O destino desta viagem é Alcobaça; a sua época, o
século XVII. Entremos sub-repticiamente no cartório do mosteiro e observemos
aquele monge, além, muito ocupado a escrever. Não sabemos — ninguém sabe — quem
ele é, mas, aqui para nós, está a fazer algo de muito importante: em pleno
século XVII, escreve a cópia de um original do século XII. E, o que é ainda
mais importante: como esse original nunca existiu, o monge está a inventá-lo.
Assim, graças a esta esclarecida acção, vão entrar na História as Cortes de
Lamego.
Façamos o enquadramento. Em 1632, ou seja, a época
final da dominação filipina, Frei António Brandão publicou o terceiro volume da
obra Monarquia Lusitana e nele incluiu, com uma advertência sobre a sua
duvidosa credibilidade, um documento que seria a cópia tardia das actas de umas
cortes que se teriam realizado em Lamego, em data posterior à da batalha de
Ourique, para proceder à coroação solene de D. Afonso Henriques e estabelecer
uma lei fundamental para o novo reino português. Para aqueles que em 1632
ansiavam pela restauração da independência e sonhavam já fazer da casa ducal de
Bragança a nova dinastia real portuguesa, as decisões dessas cortes, sobre as
quais, até então, ninguém ouvira ou lera uma só palavra, eram uma bênção caída
do Céu: os princípios da sucessão no trono nelas consagrados tornavam
virtualmente ilegítima a realeza dos Filipes em Portugal, tanto mais que, entre
outros elementos importantes, impunham claramente a noção de que nenhum
príncipe estrangeiro poderia reinar sobre os Portugueses; e, para completar o
quadro, sustentava-se também um outro princípio: o da legitimidade da revolta
popular contra o soberano que não respeitasse as liberdades, garantias e
compromissos consignados naquelas actas.
Deste modo, discretamente, por vias de um documento
cuja autenticidade não era assegurada mas que, apesar disso, se publicava,
ficavam lançadas as bases jurídicas para um levantamento contra a dinastia que
reinava a partir de Madrid. E isto não caiu em saco roto: oito anos mais tarde,
a Restauração de 1640 tomaria as actas das Cortes de Lamego como uma das
principais bases jurídicas e políticas da legitimidade e legalidade não só do
movimento do 1º de Dezembro como da nova dinastia de Bragança.

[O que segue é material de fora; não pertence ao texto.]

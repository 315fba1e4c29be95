//! Account subsystem configuration.
//!
//! Built once at startup and passed explicitly to the service; there is no
//! process-wide mutable state. Each token class (reset-password,
//! confirm-email) carries its own TTL, algorithm, key, and message template.
//! A class with no configuration is disabled; a configured class never falls
//! back to a default TTL.

use crate::email::Template;
use crate::token::Algorithm;
use chrono::Duration;

const DEFAULT_GRACE_PERIOD_MINUTES: i64 = 1440;

/// Configuration for one token class.
#[derive(Clone, Debug)]
pub struct TokenClass {
    ttl_minutes: i64,
    algorithm: Algorithm,
    key: Vec<u8>,
    template: Template,
}

impl TokenClass {
    #[must_use]
    pub fn new(ttl_minutes: i64, algorithm: Algorithm, key: Vec<u8>, template: Template) -> Self {
        Self {
            ttl_minutes,
            algorithm,
            key,
            template,
        }
    }

    #[must_use]
    pub fn with_template(mut self, template: Template) -> Self {
        self.template = template;
        self
    }

    #[must_use]
    pub fn ttl_minutes(&self) -> i64 {
        self.ttl_minutes
    }

    #[must_use]
    pub fn algorithm(&self) -> Algorithm {
        self.algorithm
    }

    #[must_use]
    pub fn key(&self) -> &[u8] {
        &self.key
    }

    #[must_use]
    pub fn template(&self) -> &Template {
        &self.template
    }

    /// A class is live only when its template is configured and enabled.
    #[must_use]
    pub fn enabled(&self) -> bool {
        self.template.enabled
    }
}

#[derive(Clone, Debug, Default)]
pub struct AccountConfig {
    grace_period_minutes: Option<i64>,
    reset_password: Option<TokenClass>,
    confirm_email: Option<TokenClass>,
}

impl AccountConfig {
    #[must_use]
    pub fn new() -> Self {
        Self::default()
    }

    #[must_use]
    pub fn with_grace_period_minutes(mut self, minutes: i64) -> Self {
        self.grace_period_minutes = Some(minutes);
        self
    }

    #[must_use]
    pub fn with_reset_password(mut self, class: TokenClass) -> Self {
        self.reset_password = Some(class);
        self
    }

    #[must_use]
    pub fn with_confirm_email(mut self, class: TokenClass) -> Self {
        self.confirm_email = Some(class);
        self
    }

    #[must_use]
    pub fn grace_period_minutes(&self) -> i64 {
        self.grace_period_minutes
            .unwrap_or(DEFAULT_GRACE_PERIOD_MINUTES)
    }

    #[must_use]
    pub fn grace_period(&self) -> Duration {
        Duration::minutes(self.grace_period_minutes())
    }

    #[must_use]
    pub fn reset_password_enabled(&self) -> bool {
        self.reset_password.as_ref().is_some_and(TokenClass::enabled)
    }

    #[must_use]
    pub fn confirm_email_enabled(&self) -> bool {
        self.confirm_email.as_ref().is_some_and(TokenClass::enabled)
    }

    /// Confirmation is required exactly when the confirm-email class is live.
    #[must_use]
    pub fn confirmation_required(&self) -> bool {
        self.confirm_email_enabled()
    }

    #[must_use]
    pub fn reset_password(&self) -> Option<&TokenClass> {
        self.reset_password.as_ref().filter(|class| class.enabled())
    }

    #[must_use]
    pub fn confirm_email(&self) -> Option<&TokenClass> {
        self.confirm_email.as_ref().filter(|class| class.enabled())
    }
}

#[cfg(test)]
mod tests {
    use super::*;
    use crate::email::{default_confirm_template, default_reset_template};

    fn confirm_class() -> TokenClass {
        TokenClass::new(
            30,
            Algorithm::Aes256Gcm,
            vec![1u8; 32],
            default_confirm_template(),
        )
    }

    #[test]
    fn defaults_disable_both_classes() {
        let config = AccountConfig::new();
        assert_eq!(config.grace_period_minutes(), 1440);
        assert!(!config.reset_password_enabled());
        assert!(!config.confirm_email_enabled());
        assert!(!config.confirmation_required());
        assert!(config.reset_password().is_none());
        assert!(config.confirm_email().is_none());
    }

    #[test]
    fn builder_overrides() {
        let config = AccountConfig::new()
            .with_grace_period_minutes(60)
            .with_confirm_email(confirm_class())
            .with_reset_password(TokenClass::new(
                15,
                Algorithm::Aes128Gcm,
                vec![2u8; 16],
                default_reset_template(),
            ));

        assert_eq!(config.grace_period_minutes(), 60);
        assert_eq!(config.grace_period(), Duration::minutes(60));
        assert!(config.confirmation_required());
        assert!(config.reset_password_enabled());

        let reset = config.reset_password().unwrap();
        assert_eq!(reset.ttl_minutes(), 15);
        assert_eq!(reset.algorithm(), Algorithm::Aes128Gcm);
        assert_eq!(reset.key().len(), 16);
    }

    #[test]
    fn disabled_template_disables_the_class() {
        let mut template = default_confirm_template();
        template.enabled = false;
        let config = AccountConfig::new()
            .with_confirm_email(confirm_class().with_template(template));

        assert!(!config.confirm_email_enabled());
        assert!(!config.confirmation_required());
        assert!(config.confirm_email().is_none());
    }
}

Todos os historiadores actuais vos dirão, com
inteira propriedade, que as Cortes de Lamego não existiram e que, portanto, as
suas actas são falsas. Não tanto pelo facto de não haver outros documentos
coevos a corroborá-las, o que já é significativo, mas enfim, poderiam ter-se
perdido; mas porque um acontecimento tão importante seria fatalmente citado em
diplomas posteriores e, sobretudo, porque as actas contêm erros e anacronismos
graves.
E, no entanto, a fraude acaba por revelar-se
menos... fraudulenta do que possa parecer. Ao reunir, um pouco
desajeitadamente, os elementos que usou, o seu desconhecido autor coligiu,
afinal, os princípios mais importantes daquilo a que podemos chamar o direito
público português, contidos em capítulos de outras cortes realizadas sob as
duas primeiras dinastias (e verdadeiras, essas), em testamentos reais, que eram
também fontes de direito, e ainda no costume, que tinha, na época, uma força
jurídica importante. Para dar apenas um exemplo, o preceito estabelecendo que
um príncipe estrangeiro não podia reinar em Portugal fora estabelecido, por via
revolucionária, em 1383 – 85 e fora ele que colocara D. João I no trono. Deste
modo, as actas de Lamego, embora inventadas, não eram uma pura invenção...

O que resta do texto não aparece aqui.